▸ **TASK TO CARRY OUT**
In this exercise, restate the listing word for word.

▸ **WORKING DATA**
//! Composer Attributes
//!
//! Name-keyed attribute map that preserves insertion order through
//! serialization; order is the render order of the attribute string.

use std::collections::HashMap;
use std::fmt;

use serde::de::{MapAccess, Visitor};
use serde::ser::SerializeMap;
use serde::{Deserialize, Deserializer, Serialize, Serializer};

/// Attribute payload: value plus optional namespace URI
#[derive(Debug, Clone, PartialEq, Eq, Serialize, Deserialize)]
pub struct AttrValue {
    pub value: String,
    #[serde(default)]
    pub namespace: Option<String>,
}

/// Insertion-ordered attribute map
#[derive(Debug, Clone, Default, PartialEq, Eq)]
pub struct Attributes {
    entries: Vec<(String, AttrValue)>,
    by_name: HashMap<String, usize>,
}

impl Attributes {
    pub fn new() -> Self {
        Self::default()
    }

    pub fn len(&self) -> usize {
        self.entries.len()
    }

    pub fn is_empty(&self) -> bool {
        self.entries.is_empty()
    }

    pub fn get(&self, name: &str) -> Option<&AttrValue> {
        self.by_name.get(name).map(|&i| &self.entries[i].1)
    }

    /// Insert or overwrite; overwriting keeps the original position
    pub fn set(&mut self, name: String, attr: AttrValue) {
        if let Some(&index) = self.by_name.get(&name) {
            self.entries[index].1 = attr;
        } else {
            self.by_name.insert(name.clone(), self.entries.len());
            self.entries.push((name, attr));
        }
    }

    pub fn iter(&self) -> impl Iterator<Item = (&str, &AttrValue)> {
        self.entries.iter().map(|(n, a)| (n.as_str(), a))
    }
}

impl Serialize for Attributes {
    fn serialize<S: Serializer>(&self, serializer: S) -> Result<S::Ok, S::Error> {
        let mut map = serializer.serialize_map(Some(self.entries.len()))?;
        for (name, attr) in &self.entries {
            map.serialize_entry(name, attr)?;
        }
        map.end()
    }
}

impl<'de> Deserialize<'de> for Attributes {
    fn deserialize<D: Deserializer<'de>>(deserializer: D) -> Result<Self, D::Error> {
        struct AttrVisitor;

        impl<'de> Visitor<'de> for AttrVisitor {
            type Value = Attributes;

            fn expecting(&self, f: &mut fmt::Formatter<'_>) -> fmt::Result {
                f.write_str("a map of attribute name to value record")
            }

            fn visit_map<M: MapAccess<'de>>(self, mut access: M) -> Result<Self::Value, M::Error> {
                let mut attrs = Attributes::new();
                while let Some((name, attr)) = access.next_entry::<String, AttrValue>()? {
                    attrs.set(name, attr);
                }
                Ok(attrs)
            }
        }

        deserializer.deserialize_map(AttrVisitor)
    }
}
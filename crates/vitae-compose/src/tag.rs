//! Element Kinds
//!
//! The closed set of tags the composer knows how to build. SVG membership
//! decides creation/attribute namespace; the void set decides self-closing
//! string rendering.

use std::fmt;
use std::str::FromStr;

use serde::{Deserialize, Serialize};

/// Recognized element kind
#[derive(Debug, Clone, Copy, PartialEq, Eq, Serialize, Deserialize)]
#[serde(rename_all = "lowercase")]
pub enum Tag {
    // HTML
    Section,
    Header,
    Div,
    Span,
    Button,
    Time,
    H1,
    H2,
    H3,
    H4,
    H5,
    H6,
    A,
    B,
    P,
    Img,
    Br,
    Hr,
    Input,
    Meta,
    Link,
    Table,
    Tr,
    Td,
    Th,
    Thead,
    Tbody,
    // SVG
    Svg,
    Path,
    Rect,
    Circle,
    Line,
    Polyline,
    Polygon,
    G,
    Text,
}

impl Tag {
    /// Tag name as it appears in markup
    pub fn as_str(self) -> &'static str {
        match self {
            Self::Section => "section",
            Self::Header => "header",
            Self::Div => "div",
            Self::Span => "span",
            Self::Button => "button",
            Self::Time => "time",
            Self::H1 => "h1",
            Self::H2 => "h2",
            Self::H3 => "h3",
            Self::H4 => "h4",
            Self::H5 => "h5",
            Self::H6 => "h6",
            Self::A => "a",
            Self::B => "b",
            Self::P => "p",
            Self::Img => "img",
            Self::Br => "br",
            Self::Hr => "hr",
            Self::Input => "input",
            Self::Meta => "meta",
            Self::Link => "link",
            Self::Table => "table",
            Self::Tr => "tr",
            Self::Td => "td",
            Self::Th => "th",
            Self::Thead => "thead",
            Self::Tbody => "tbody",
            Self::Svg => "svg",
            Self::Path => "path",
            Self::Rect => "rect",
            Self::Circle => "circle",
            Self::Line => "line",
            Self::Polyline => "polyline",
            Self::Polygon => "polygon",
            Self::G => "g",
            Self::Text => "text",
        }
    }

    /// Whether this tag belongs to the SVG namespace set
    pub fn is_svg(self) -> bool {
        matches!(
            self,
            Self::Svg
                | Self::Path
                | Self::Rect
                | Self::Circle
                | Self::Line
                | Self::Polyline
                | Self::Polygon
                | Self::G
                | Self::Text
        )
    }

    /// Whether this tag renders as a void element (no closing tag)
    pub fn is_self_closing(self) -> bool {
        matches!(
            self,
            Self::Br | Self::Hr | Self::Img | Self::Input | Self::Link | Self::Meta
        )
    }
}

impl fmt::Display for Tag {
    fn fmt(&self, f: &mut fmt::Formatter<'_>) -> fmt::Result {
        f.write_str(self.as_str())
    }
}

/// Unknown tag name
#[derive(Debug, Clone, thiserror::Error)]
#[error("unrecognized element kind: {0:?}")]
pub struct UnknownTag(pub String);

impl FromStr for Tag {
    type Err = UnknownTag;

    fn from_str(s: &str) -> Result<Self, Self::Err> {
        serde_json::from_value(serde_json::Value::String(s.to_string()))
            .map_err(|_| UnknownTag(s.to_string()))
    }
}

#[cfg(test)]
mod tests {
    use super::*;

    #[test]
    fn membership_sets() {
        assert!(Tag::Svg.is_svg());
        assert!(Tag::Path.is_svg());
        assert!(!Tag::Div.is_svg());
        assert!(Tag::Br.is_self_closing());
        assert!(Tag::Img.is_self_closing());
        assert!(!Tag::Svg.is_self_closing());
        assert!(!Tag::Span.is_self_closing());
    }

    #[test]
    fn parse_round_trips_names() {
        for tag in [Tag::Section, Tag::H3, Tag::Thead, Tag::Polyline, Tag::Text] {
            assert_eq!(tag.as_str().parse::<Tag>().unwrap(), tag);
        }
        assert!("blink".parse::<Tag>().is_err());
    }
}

▸ **WRITTEN ANSWER**
//! Composer Attributes
//!
//! Name-keyed attribute map that preserves insertion order through
//! serialization; order is the render order of the attribute string.

use std::collections::HashMap;
use std::fmt;

use serde::de::{MapAccess, Visitor};
use serde::ser::SerializeMap;
use serde::{Deserialize, Deserializer, Serialize, Serializer};

/// Attribute payload: value plus optional namespace URI
#[derive(Debug, Clone, PartialEq, Eq, Serialize, Deserialize)]
pub struct AttrValue {
    pub value: String,
    #[serde(default)]
    pub namespace: Option<String>,
}

/// Insertion-ordered attribute map
#[derive(Debug, Clone, Default, PartialEq, Eq)]
pub struct Attributes {
    entries: Vec<(String, AttrValue)>,
    by_name: HashMap<String, usize>,
}

impl Attributes {
    pub fn new() -> Self {
        Self::default()
    }

    pub fn len(&self) -> usize {
        self.entries.len()
    }

    pub fn is_empty(&self) -> bool {
        self.entries.is_empty()
    }

    pub fn get(&self, name: &str) -> Option<&AttrValue> {
        self.by_name.get(name).map(|&i| &self.entries[i].1)
    }

    /// Insert or overwrite; overwriting keeps the original position
    pub fn set(&mut self, name: String, attr: AttrValue) {
        if let Some(&index) = self.by_name.get(&name) {
            self.entries[index].1 = attr;
        } else {
            self.by_name.insert(name.clone(), self.entries.len());
            self.entries.push((name, attr));
        }
    }

    pub fn iter(&self) -> impl Iterator<Item = (&str, &AttrValue)> {
        self.entries.iter().map(|(n, a)| (n.as_str(), a))
    }
}

impl Serialize for Attributes {
    fn serialize<S: Serializer>(&self, serializer: S) -> Result<S::Ok, S::Error> {
        let mut map = serializer.serialize_map(Some(self.entries.len()))?;
        for (name, attr) in &self.entries {
            map.serialize_entry(name, attr)?;
        }
        map.end()
    }
}

impl<'de> Deserialize<'de> for Attributes {
    fn deserialize<D: Deserializer<'de>>(deserializer: D) -> Result<Self, D::Error> {
        struct AttrVisitor;

        impl<'de> Visitor<'de> for AttrVisitor {
            type Value = Attributes;

            fn expecting(&self, f: &mut fmt::Formatter<'_>) -> fmt::Result {
                f.write_str("a map of attribute name to value record")
            }

            fn visit_map<M: MapAccess<'de>>(self, mut access: M) -> Result<Self::Value, M::Error> {
                let mut attrs = Attributes::new();
                while let Some((name, attr)) = access.next_entry::<String, AttrValue>()? {
                    attrs.set(name, attr);
                }
                Ok(attrs)
            }
        }

        deserializer.deserialize_map(AttrVisitor)
    }
}
filename crates/vitae-compose/src/tag.rs
//! Element Kinds
//!
//! The closed set of tags the composer knows how to build. SVG membership
//! decides creation/attribute namespace; the void set decides self-closing
//! string rendering.

use std::fmt;
use std::str::FromStr;

use serde::{Deserialize, Serialize};

/// Recognized element kind
#[derive(Debug, Clone, Copy, PartialEq, Eq, Serialize, Deserialize)]
#[serde(rename_all = "lowercase")]
pub enum Tag {
    // HTML
    Section,
    Header,
    Div,
    Span,
    Button,
    Time,
    H1,
    H2,
    H3,
    H4,
    H5,
    H6,
    A,
    B,
    P,
    Img,
    Br,
    Hr,
    Input,
    Meta,
    Link,
    Table,
    Tr,
    Td,
    Th,
    Thead,
    Tbody,
    // SVG
    Svg,
    Path,
    Rect,
    Circle,
    Line,
    Polyline,
    Polygon,
    G,
    Text,
}

impl Tag {
    /// Tag name as it appears in markup
    pub fn as_str(self) -> &'static str {
        match self {
            Self::Section => "section",
            Self::Header => "header",
            Self::Div => "div",
            Self::Span => "span",
            Self::Button => "button",
            Self::Time => "time",
            Self::H1 => "h1",
            Self::H2 => "h2",
            Self::H3 => "h3",
            Self::H4 => "h4",
            Self::H5 => "h5",
            Self::H6 => "h6",
            Self::A => "a",
            Self::B => "b",
            Self::P => "p",
            Self::Img => "img",
            Self::Br => "br",
            Self::Hr => "hr",
            Self::Input => "input",
            Self::Meta => "meta",
            Self::Link => "link",
            Self::Table => "table",
            Self::Tr => "tr",
            Self::Td => "td",
            Self::Th => "th",
            Self::Thead => "thead",
            Self::Tbody => "tbody",
            Self::Svg => "svg",
            Self::Path => "path",
            Self::Rect => "rect",
            Self::Circle => "circle",
            Self::Line => "line",
            Self::Polyline => "polyline",
            Self::Polygon => "polygon",
            Self::G => "g",
            Self::Text => "text",
        }
    }

    /// Whether this tag belongs to the SVG namespace set
    pub fn is_svg(self) -> bool {
        matches!(
            self,
            Self::Svg
                | Self::Path
                | Self::Rect
                | Self::Circle
                | Self::Line
                | Self::Polyline
                | Self::Polygon
                | Self::G
                | Self::Text
        )
    }

    /// Whether this tag renders as a void element (no closing tag)
    pub fn is_self_closing(self) -> bool {
        matches!(
            self,
            Self::Br | Self::Hr | Self::Img | Self::Input | Self::Link | Self::Meta
        )
    }
}

impl fmt::Display for Tag {
    fn fmt(&self, f: &mut fmt::Formatter<'_>) -> fmt::Result {
        f.write_str(self.as_str())
    }
}

/// Unknown tag name
#[derive(Debug, Clone, thiserror::Error)]
#[error("unrecognized element kind: {0:?}")]
pub struct UnknownTag(pub String);

impl FromStr for Tag {
    type Err = UnknownTag;

    fn from_str(s: &str) -> Result<Self, Self::Err> {
        serde_json::from_value(serde_json::Value::String(s.to_string()))
            .map_err(|_| UnknownTag(s.to_string()))
    }
}

#[cfg(test)]
mod tests {
    use super::*;

    #[test]
    fn membership_sets() {
        assert!(Tag::Svg.is_svg());
        assert!(Tag::Path.is_svg());
        assert!(!Tag::Div.is_svg());
        assert!(Tag::Br.is_self_closing());
        assert!(Tag::Img.is_self_closing());
        assert!(!Tag::Svg.is_self_closing());
        assert!(!Tag::Span.is_self_closing());
    }

    #[test]
    fn parse_round_trips_names() {
        for tag in [Tag::Section, Tag::H3, Tag::Thead, Tag::Polyline, Tag::Text] {
            assert_eq!(tag.as_str().parse::<Tag>().unwrap(), tag);
        }
        assert!("blink".parse::<Tag>().is_err());
    }
}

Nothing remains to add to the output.